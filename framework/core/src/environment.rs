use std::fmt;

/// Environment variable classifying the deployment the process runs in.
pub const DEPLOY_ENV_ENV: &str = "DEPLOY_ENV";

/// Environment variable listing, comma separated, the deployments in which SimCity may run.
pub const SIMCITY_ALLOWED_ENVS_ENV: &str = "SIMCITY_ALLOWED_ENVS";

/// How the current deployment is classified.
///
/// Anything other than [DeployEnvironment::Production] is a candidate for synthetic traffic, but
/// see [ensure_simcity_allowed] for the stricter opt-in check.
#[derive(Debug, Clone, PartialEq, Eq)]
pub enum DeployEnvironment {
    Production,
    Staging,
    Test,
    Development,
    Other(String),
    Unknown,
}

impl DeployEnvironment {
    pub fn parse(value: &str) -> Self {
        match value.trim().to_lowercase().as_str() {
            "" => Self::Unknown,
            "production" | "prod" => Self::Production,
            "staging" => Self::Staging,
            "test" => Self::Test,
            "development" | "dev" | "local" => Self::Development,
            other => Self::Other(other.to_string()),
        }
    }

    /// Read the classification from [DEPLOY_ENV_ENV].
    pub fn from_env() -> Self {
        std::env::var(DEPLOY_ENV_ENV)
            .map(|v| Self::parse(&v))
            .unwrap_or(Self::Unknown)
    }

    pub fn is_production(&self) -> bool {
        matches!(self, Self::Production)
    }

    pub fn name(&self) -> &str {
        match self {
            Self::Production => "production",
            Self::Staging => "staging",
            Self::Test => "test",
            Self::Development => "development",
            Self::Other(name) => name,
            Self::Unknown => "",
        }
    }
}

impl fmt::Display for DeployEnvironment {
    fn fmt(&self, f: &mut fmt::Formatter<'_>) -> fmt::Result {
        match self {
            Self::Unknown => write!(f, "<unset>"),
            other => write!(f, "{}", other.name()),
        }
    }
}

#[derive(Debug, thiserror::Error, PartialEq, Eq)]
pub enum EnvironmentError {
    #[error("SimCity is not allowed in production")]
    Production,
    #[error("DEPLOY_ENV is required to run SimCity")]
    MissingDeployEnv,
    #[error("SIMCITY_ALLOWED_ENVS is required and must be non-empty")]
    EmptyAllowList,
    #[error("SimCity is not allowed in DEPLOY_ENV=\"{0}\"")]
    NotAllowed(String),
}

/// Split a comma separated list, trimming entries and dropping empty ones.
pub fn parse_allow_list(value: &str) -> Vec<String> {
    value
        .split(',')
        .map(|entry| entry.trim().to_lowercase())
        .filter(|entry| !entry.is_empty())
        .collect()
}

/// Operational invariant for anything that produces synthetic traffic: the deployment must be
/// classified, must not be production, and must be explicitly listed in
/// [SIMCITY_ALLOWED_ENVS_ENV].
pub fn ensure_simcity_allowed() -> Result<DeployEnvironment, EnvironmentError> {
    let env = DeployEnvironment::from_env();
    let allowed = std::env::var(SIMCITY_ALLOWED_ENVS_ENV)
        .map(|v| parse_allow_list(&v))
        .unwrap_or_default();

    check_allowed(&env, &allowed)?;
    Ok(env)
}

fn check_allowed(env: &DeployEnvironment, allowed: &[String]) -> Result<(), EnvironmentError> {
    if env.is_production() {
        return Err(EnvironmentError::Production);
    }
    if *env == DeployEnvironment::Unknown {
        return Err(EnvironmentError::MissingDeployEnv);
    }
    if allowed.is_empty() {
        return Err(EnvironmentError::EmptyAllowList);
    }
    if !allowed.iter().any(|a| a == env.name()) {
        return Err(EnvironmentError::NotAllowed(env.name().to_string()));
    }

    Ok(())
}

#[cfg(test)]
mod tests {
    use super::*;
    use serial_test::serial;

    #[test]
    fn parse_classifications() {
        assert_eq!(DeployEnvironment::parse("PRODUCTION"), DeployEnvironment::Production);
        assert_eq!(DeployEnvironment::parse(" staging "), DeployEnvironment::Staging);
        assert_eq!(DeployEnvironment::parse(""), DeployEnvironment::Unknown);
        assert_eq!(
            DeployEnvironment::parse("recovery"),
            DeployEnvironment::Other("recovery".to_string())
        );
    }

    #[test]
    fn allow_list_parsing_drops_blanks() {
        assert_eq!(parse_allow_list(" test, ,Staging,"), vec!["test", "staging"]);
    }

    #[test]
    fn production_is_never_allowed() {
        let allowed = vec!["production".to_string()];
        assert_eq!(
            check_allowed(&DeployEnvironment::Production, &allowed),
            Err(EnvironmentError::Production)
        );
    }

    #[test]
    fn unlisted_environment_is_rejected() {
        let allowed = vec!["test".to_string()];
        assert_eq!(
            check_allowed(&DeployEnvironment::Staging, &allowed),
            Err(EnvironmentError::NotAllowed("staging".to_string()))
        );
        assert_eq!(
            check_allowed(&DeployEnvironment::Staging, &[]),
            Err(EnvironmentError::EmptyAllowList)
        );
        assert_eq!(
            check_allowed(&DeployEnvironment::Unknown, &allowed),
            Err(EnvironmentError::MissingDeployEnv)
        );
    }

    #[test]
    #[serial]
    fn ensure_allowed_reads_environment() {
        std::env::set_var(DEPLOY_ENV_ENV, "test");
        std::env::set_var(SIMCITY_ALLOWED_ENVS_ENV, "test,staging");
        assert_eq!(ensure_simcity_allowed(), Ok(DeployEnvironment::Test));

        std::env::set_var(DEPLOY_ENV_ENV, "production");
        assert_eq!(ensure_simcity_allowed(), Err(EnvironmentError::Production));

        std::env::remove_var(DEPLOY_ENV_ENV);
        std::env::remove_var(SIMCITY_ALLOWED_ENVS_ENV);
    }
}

==

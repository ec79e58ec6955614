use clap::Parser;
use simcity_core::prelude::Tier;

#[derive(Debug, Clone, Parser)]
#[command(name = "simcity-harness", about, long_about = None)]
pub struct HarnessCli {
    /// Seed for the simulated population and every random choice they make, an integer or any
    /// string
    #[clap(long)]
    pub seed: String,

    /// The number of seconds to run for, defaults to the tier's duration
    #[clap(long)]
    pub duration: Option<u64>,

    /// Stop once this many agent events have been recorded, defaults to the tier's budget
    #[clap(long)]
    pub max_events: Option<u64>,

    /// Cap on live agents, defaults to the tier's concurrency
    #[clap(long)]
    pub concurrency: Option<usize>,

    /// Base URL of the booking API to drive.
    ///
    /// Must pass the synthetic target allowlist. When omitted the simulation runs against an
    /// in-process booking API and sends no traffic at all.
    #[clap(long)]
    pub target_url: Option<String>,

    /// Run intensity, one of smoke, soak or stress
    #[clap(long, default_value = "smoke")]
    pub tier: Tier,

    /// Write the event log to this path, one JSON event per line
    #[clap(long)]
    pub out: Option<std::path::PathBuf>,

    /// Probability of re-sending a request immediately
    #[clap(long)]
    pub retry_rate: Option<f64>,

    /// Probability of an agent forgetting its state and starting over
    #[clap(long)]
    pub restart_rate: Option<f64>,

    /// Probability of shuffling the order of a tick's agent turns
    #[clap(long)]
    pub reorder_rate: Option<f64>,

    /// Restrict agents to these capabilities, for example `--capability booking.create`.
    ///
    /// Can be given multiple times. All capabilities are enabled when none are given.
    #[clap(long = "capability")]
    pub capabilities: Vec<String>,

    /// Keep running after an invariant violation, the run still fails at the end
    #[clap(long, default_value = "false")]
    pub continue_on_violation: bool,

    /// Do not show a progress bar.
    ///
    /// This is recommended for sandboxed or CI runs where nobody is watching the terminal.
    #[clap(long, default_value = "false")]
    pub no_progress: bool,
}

...

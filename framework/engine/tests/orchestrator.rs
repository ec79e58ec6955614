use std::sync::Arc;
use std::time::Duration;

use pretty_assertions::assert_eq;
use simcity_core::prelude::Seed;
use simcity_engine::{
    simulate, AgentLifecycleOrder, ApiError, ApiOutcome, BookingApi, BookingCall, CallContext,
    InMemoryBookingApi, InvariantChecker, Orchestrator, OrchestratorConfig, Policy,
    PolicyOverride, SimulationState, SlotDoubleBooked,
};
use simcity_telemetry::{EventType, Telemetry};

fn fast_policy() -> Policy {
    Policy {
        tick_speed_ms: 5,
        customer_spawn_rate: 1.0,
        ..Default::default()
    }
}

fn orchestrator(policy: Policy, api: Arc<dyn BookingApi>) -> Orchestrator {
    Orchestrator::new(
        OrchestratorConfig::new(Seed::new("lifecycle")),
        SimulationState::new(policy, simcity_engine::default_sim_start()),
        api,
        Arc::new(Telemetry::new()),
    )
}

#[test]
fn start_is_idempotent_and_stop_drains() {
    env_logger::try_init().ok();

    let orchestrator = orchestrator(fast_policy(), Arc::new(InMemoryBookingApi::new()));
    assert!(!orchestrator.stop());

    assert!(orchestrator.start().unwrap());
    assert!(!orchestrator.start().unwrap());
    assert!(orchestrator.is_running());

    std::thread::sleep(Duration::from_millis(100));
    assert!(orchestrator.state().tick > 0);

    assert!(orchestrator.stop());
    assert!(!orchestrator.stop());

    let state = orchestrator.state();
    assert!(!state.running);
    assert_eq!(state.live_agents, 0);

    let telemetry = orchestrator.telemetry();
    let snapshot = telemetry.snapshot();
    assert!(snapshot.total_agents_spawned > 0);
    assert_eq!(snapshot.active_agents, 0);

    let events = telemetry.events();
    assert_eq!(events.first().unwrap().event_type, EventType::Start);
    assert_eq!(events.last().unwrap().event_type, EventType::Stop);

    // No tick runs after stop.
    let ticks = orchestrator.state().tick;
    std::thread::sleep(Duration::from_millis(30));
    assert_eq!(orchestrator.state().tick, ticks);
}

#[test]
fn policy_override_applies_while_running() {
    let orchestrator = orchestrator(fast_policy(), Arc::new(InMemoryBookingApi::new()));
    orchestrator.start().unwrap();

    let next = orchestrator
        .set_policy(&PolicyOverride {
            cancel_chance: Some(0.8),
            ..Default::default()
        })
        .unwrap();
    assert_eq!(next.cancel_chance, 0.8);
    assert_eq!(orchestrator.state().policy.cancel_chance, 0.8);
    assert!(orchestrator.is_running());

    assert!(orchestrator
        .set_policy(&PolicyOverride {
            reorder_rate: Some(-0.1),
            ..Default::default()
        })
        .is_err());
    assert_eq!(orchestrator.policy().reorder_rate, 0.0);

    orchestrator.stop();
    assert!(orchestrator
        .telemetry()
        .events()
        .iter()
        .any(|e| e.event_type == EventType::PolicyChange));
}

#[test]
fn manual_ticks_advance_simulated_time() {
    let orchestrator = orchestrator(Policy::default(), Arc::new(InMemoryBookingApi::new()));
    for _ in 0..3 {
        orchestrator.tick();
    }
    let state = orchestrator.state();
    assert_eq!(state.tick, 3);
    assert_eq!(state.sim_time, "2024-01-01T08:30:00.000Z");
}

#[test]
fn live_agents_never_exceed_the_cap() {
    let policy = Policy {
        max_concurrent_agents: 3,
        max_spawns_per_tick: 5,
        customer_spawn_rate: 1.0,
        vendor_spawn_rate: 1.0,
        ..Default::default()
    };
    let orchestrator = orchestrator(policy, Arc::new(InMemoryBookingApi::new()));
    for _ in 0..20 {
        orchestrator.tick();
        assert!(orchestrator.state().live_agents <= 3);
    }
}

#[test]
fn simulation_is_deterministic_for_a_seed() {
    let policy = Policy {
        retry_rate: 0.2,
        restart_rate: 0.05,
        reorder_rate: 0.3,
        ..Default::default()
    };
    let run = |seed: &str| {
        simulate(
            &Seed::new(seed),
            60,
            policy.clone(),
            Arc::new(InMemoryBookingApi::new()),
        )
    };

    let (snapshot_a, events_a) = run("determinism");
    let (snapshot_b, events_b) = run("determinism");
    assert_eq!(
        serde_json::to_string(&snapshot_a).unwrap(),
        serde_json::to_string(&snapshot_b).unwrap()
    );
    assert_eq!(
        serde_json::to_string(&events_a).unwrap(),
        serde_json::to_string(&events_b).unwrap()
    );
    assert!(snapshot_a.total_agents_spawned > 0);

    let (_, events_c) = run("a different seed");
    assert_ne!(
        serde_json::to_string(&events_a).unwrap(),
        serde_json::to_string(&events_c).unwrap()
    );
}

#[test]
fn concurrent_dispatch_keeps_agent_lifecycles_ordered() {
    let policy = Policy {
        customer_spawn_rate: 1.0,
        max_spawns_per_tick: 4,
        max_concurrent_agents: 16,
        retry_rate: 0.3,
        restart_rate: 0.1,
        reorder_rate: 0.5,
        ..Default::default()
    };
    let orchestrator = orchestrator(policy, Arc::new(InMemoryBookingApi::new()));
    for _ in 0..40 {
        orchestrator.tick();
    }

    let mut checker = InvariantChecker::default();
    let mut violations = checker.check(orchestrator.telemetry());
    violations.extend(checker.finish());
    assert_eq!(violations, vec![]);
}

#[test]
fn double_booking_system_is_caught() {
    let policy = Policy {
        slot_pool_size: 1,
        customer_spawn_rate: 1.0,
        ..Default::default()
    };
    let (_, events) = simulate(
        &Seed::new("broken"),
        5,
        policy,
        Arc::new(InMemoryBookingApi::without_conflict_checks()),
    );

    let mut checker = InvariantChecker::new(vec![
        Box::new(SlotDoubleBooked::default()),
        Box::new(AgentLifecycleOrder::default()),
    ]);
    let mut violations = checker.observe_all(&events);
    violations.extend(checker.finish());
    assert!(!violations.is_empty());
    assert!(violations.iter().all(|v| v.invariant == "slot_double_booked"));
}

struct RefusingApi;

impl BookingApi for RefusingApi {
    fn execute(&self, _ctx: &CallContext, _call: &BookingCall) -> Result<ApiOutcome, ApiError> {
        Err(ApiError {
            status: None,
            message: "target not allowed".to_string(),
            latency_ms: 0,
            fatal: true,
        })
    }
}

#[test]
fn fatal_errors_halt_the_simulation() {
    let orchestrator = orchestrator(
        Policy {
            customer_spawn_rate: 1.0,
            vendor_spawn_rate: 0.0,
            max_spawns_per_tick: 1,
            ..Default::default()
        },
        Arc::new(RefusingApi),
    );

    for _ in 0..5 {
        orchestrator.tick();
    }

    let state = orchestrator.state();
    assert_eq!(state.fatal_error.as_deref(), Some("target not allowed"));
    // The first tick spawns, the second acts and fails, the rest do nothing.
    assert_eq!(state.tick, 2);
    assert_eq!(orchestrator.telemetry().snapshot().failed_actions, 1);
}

§ **WORK REQUIRED**: The line above containing "serde_json::to_string(&snapshot_b).unwrap()", the line containing "impl BookingApi for", and every line between them are to be transcribed exactly; no other line is wanted.

§ **EXERCISE SOLUTION**:
        serde_json::to_string(&snapshot_b).unwrap()
    );
    assert_eq!(
        serde_json::to_string(&events_a).unwrap(),
        serde_json::to_string(&events_b).unwrap()
    );
    assert!(snapshot_a.total_agents_spawned > 0);

    let (_, events_c) = run("a different seed");
    assert_ne!(
        serde_json::to_string(&events_a).unwrap(),
        serde_json::to_string(&events_c).unwrap()
    );
}

#[test]
fn concurrent_dispatch_keeps_agent_lifecycles_ordered() {
    let policy = Policy {
        customer_spawn_rate: 1.0,
        max_spawns_per_tick: 4,
        max_concurrent_agents: 16,
        retry_rate: 0.3,
        restart_rate: 0.1,
        reorder_rate: 0.5,
        ..Default::default()
    };
    let orchestrator = orchestrator(policy, Arc::new(InMemoryBookingApi::new()));
    for _ in 0..40 {
        orchestrator.tick();
    }

    let mut checker = InvariantChecker::default();
    let mut violations = checker.check(orchestrator.telemetry());
    violations.extend(checker.finish());
    assert_eq!(violations, vec![]);
}

#[test]
fn double_booking_system_is_caught() {
    let policy = Policy {
        slot_pool_size: 1,
        customer_spawn_rate: 1.0,
        ..Default::default()
    };
    let (_, events) = simulate(
        &Seed::new("broken"),
        5,
        policy,
        Arc::new(InMemoryBookingApi::without_conflict_checks()),
    );

    let mut checker = InvariantChecker::new(vec![
        Box::new(SlotDoubleBooked::default()),
        Box::new(AgentLifecycleOrder::default()),
    ]);
    let mut violations = checker.observe_all(&events);
    violations.extend(checker.finish());
    assert!(!violations.is_empty());
    assert!(violations.iter().all(|v| v.invariant == "slot_double_booked"));
}

struct RefusingApi;

impl BookingApi for RefusingApi {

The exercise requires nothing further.